Managers needed a dependable place to prepare for one-on-ones, coaching conversations, performance reviews, and promotion decisions. The real pain was not “another HR dashboard”—it was inconsistent, scattered context (notes, tickets, informal docs) that did not compose into a coherent timeline when decisions mattered.

Constraints

  • Small eng surface area: the goal was maintainability for a consulting-style delivery model, not a platform rewrite.
  • Trust & access: people data is sensitive; the design had to make authorization paths obvious and avoid accidental coupling between concerns.
  • Evolving product shape: features were discovered through real managers’ workflows, not a fixed spec.

Architecture

A Ruby on Rails application anchored the domain: canonical models for the entities managers actually reason about, with clear service boundaries where integrations or exports might attach later. The architecture favored:

  • explicit domain objects over anonymous JSON blobs
  • server-rendered workflows where complexity stayed visible in one place
  • an API posture that could grow without forcing premature microservice splits

At a high level: web tier → domain services → persistence, with background work only where user latency demanded it.
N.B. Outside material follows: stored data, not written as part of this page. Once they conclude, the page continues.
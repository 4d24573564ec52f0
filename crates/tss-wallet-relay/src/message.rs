//! Relay message wire type and the per-session dedup cache.

use serde::{Deserialize, Serialize};
use std::collections::{HashSet, VecDeque};

/// A message stored by the mediator for one recipient.
///
/// `body` is the base64 ciphertext produced by the sending peer; `hash`
/// identifies the message for dedup and deletion; `sequence_no` orders
/// messages within a poll batch.
#[derive(Debug, Clone, Serialize, Deserialize)]
pub struct RelayMessage {
    #[serde(default)]
    pub session_id: String,
    pub from: String,
    pub to: Vec<String>,
    pub body: String,
    pub hash: String,
    #[serde(default)]
    pub sequence_no: u64,
}

/// Bounded first-in-first-out set of applied message keys.
///
/// Owned by one signing session; there is no cross-session sharing and no
/// process-wide state. Once full, the oldest entry is evicted, which is safe
/// because the relay deletes acknowledged messages long before the cache
/// wraps.
#[derive(Debug)]
pub struct DedupCache {
    seen: HashSet<String>,
    order: VecDeque<String>,
    capacity: usize,
}

impl DedupCache {
    /// Default capacity, comfortably above any real session's message count
    pub const DEFAULT_CAPACITY: usize = 1024;

    pub fn new(capacity: usize) -> Self {
        Self {
            seen: HashSet::with_capacity(capacity),
            order: VecDeque::with_capacity(capacity),
            capacity: capacity.max(1),
        }
    }

    pub fn contains(&self, key: &str) -> bool {
        self.seen.contains(key)
    }

    /// Record `key`; returns false if it was already present
    pub fn insert(&mut self, key: impl Into<String>) -> bool {
        let key = key.into();
        if !self.seen.insert(key.clone()) {
            return false;
        }
        self.order.push_back(key);
        if self.order.len() > self.capacity {
            if let Some(evicted) = self.order.pop_front() {
                self.seen.remove(&evicted);
            }
        }
        true
    }

    pub fn len(&self) -> usize {
        self.seen.len()
    }

    pub fn is_empty(&self) -> bool {
        self.seen.is_empty()
    }

    pub fn clear(&mut self) {
        self.seen.clear();
        self.order.clear();
    }
}

impl Default for DedupCache {
    fn default() -> Self {
        Self::new(Self::DEFAULT_CAPACITY)
    }
}

/// Cache key for one applied message: scoped to session and recipient, with
/// the optional keysign message id mixed in.
pub fn dedup_key(
    session_id: &str,
    local_party_id: &str,
    message_id: Option<&str>,
    hash: &str,
) -> String {
    match message_id {
        Some(id) => format!("{session_id}-{local_party_id}-{id}-{hash}"),
        None => format!("{session_id}-{local_party_id}-{hash}"),
    }
}

#[cfg(test)]
mod tests {
    use super::*;

    #[test]
    fn test_insert_is_idempotent() {
        let mut cache = DedupCache::default();
        assert!(cache.insert("a"));
        assert!(!cache.insert("a"));
        assert_eq!(cache.len(), 1);
    }

    #[test]
    fn test_bounded_eviction() {
        let mut cache = DedupCache::new(3);
        for key in ["a", "b", "c", "d"] {
            cache.insert(key);
        }
        assert_eq!(cache.len(), 3);
        assert!(!cache.contains("a")); // oldest evicted
        assert!(cache.contains("d"));
    }

    #[test]
    fn test_clear() {
        let mut cache = DedupCache::default();
        cache.insert("a");
        cache.clear();
        assert!(cache.is_empty());
        assert!(cache.insert("a"));
    }

    #[test]
    fn test_dedup_key_scopes() {
        let plain = dedup_key("s", "p", None, "h");
        let keyed = dedup_key("s", "p", Some("m"), "h");
        assert_ne!(plain, keyed);
        assert_ne!(dedup_key("s", "p1", None, "h"), dedup_key("s", "p2", None, "h"));
    }

    #[test]
    fn test_message_json_shape() {
        let json = r#"{
            "session_id": "abc",
            "from": "device-1",
            "to": ["device-2"],
            "body": "aGVsbG8=",
            "hash": "deadbeef",
            "sequence_no": 4
        }"#;
        let msg: RelayMessage = serde_json::from_str(json).unwrap();
        assert_eq!(msg.from, "device-1");
        assert_eq!(msg.sequence_no, 4);
    }
}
Key decisions and tradeoffs

  • Monolith-first: deferred service extraction until a second bounded context needed independent release cadence. Paid down complexity early; accepted that future scale might require carving out a service with a real seam.
  • Product ownership embedded: engineering decisions were paired with user narratives so “MVP” did not become a junk drawer of half-features.
  • Auditability vs speed: biased toward modest ceremony in data changes where HR and compliance risk was non-theoretical.

Impact

  • Managers consolidated prep and documentation into one workflow, reducing friction before cyclical processes (reviews, promotions).
  • The codebase remained approachable for the team extending it—ownership stayed with engineers who could trace behavior end-to-end.
  • Reduced reliance on ad-hoc spreadsheets and side-channel notes for decisions that should survive handoffs.

Reflection

If I repeated the project with more runway, I would invest earlier in observability for business workflows (not just uptime): funnel metrics for “manager successfully prepared for review,” export/print paths, and stronger guardrails around bulk data operations. The domain is human; the system should make honest mistakes recoverable.